The red socks look great!!! Really nice in that yarn, do you think it is the solid color or the twist before and after the drop stitch.

Alice, I think it’s mostly the twist and the cotton yarn. I’m going to do the pattern in the Sock Candy that’s on my needles now to check. But the twist helped a lot. I think it will still be cute in multi-colored yarn. And, yes, I do think your next project should be this!

Since others might be confused by Alice’s comment, I’ll just say that Alice has seen a less-successful rendition of this same pattern. (Most things I admit to on here. But not all.)

Becky asks:

Can I ask what pattern you used for these and what size needle? I have two balls of red fixation that I might like to try your sock with! Would you have had enough to do the heels in red too you think? Thanks.

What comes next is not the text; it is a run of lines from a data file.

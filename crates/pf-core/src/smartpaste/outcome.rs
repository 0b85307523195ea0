use std::path::PathBuf;

/// The kind of file a smart paste produces.
#[derive(Debug, Clone, Copy, PartialEq, Eq, Hash)]
pub enum ContentKind {
    Image,
    Text,
}

impl ContentKind {
    pub fn extension(&self) -> &'static str {
        match self {
            ContentKind::Image => "png",
            ContentKind::Text => "txt",
        }
    }
}

impl std::fmt::Display for ContentKind {
    fn fmt(&self, f: &mut std::fmt::Formatter<'_>) -> std::fmt::Result {
        match self {
            ContentKind::Image => write!(f, "image"),
            ContentKind::Text => write!(f, "text"),
        }
    }
}

/// Result of one smart-paste invocation: zero or one file written.
#[derive(Debug, Clone, PartialEq, Eq)]
pub enum SmartPasteOutcome {
    Written { kind: ContentKind, path: PathBuf },
    Skipped(SkipReason),
}

/// Why an invocation ended without writing a file.
///
/// None of these are process-fatal; the daemon keeps waiting for the next
/// trigger.
#[derive(Debug, Clone, Copy, PartialEq, Eq)]
pub enum SkipReason {
    /// File URLs on the pasteboard; native paste behavior owns the gesture.
    FileUrlsOnPasteboard,

    /// Behaviors disabled, or no image/text material found.
    NothingEligible,

    /// No destination folder could be resolved.
    NoDestination,

    /// The preferences store could not be read or advanced.
    PreferencesUnavailable,

    /// Sending Apple events to the file browser was denied.
    AutomationDenied,

    /// The destination was resolved but the write failed.
    WriteFailed,
}
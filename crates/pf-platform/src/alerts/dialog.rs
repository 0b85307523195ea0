use std::path::Path;

use pf_core::ports::AlertPort;

/// Alert dialogs via `osascript`'s `display dialog`.
///
/// The daemon has no window of its own, so dialogs ride on the scripting
/// bridge like everything else user-facing.
pub struct DialogAlerts;

#[cfg(target_os = "macos")]
mod macos {
    use std::process::Command;
    use tracing::warn;

    pub(super) const AUTOMATION_SETTINGS_URL: &str =
        "x-apple.systempreferences:com.apple.preference.security?Privacy_Automation";

    const OPEN_SETTINGS_BUTTON: &str = "Open System Settings";

    pub(super) fn automation_prompt() {
        let script = format!(
            "display dialog \"To save files in the current Finder folder, macOS needs \
permission to let PasteFile control Finder.\n\nClick \\\"{OPEN_SETTINGS_BUTTON}\\\" and \
enable PasteFile under Finder in:\nSystem Settings → Privacy & Security → Automation.\" \
with title \"Allow PasteFile to control Finder\" \
buttons {{\"{OPEN_SETTINGS_BUTTON}\", \"Cancel\"}} default button 1"
        );

        match Command::new("osascript").arg("-e").arg(&script).output() {
            Ok(output) => {
                let stdout = String::from_utf8_lossy(&output.stdout);
                if stdout.contains(OPEN_SETTINGS_BUTTON) {
                    open_privacy_settings();
                }
            }
            Err(e) => warn!(error = %e, "failed to present automation prompt"),
        }
    }

    pub(super) fn write_failure_dialog(path_display: &str) {
        let script = format!(
            "display dialog \"PasteFile tried to save a file here:\n\n{path_display}\n\n\
but macOS reported a permissions error.\n\nThis usually means the folder is protected by \
Files & Folders, Full Disk Access, sandboxing, or iCloud Drive settings. Try a different \
save location or adjust your macOS privacy settings.\" \
with title \"Cannot write file\" buttons {{\"OK\"}} default button 1"
        );

        if let Err(e) = Command::new("osascript").arg("-e").arg(&script).output() {
            warn!(error = %e, "failed to present write-failure dialog");
        }
    }

    fn open_privacy_settings() {
        if let Err(e) = Command::new("open").arg(AUTOMATION_SETTINGS_URL).spawn() {
            warn!(error = %e, "failed to open privacy settings");
        }
    }
}

#[cfg(target_os = "macos")]
impl AlertPort for DialogAlerts {
    fn automation_permission_prompt(&self) {
        macos::automation_prompt();
    }

    fn write_permission_failure(&self, path: &Path) {
        macos::write_failure_dialog(&path.display().to_string());
    }
}

// Non-macOS builds only log; there is no dialog surface to present.
#[cfg(not(target_os = "macos"))]
impl AlertPort for DialogAlerts {
    fn automation_permission_prompt(&self) {
        tracing::warn!("automation permission required, no dialog surface on this platform");
    }

    fn write_permission_failure(&self, path: &Path) {
        tracing::warn!(path = %path.display(), "write blocked by permissions");
    }
}
use std::path::PathBuf;

use thiserror::Error;

/// Why the file browser's frontmost folder could not be resolved.
///
/// The two variants drive very different behavior: authorization denial
/// aborts the whole invocation, anything else falls through to the
/// default-folder policy.
#[derive(Debug, Error)]
pub enum FolderResolveError {
    #[error("not authorized to send Apple events to the file browser")]
    AutomationDenied,

    #[error("frontmost folder unavailable: {0}")]
    Unavailable(String),
}

#[derive(Debug, Error)]
pub enum FileWriteError {
    #[error("permission denied writing {}", path.display())]
    PermissionDenied { path: PathBuf },

    #[error("write failed for {}: {source}", path.display())]
    Io {
        path: PathBuf,
        #[source]
        source: std::io::Error,
    },
}

impl FileWriteError {
    /// Classify an I/O failure at `path`.
    pub fn from_io(path: PathBuf, source: std::io::Error) -> Self {
        if source.kind() == std::io::ErrorKind::PermissionDenied {
            FileWriteError::PermissionDenied { path }
        } else {
            FileWriteError::Io { path, source }
        }
    }

    pub fn is_permission_denied(&self) -> bool {
        matches!(self, FileWriteError::PermissionDenied { .. })
    }
}
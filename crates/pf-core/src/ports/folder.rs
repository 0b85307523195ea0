use std::path::PathBuf;

use super::errors::FolderResolveError;

/// Resolves the folder shown in the frontmost file-browser window.
///
/// Implemented with blocking inter-application scripting; calls may stall
/// briefly and carry no timeout.
pub trait FrontmostFolderPort: Send + Sync {
    /// Whether the system file browser (Finder) is the frontmost application.
    fn is_file_browser_frontmost(&self) -> bool;

    /// The frontmost file-browser window's target folder, or the desktop
    /// when the browser has no open windows.
    fn frontmost_folder(&self) -> Result<PathBuf, FolderResolveError>;
}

They turned out beautifully!

The pattern is my own, and it should be up here as a freebie just as soon as I can get another pair knit (it’s really supposed to be made with Blue Moon yarn). I don’t have much knitting time right now, so that might be a couple of weeks. Thanks for your patience.

The pattern did work great in Fixation. I used US#3 needles — but I tend to knit fairly tightly. The socks were knit for someone with small feet. But I had tons of yarn left over. I think I could have knit a pair in a medium size that were all red and still had plenty of yarn.

Kathy opines:

Yikes, it’s been hot!

Yes, it has! I’m not an over-90-degree person so I have not been liking this at all. But today I much, much better!

I understand that you are a recent Portland resident. Welcome! And, never fear, we only get about two weeks of this a year. The winters, though… You do know about the winters?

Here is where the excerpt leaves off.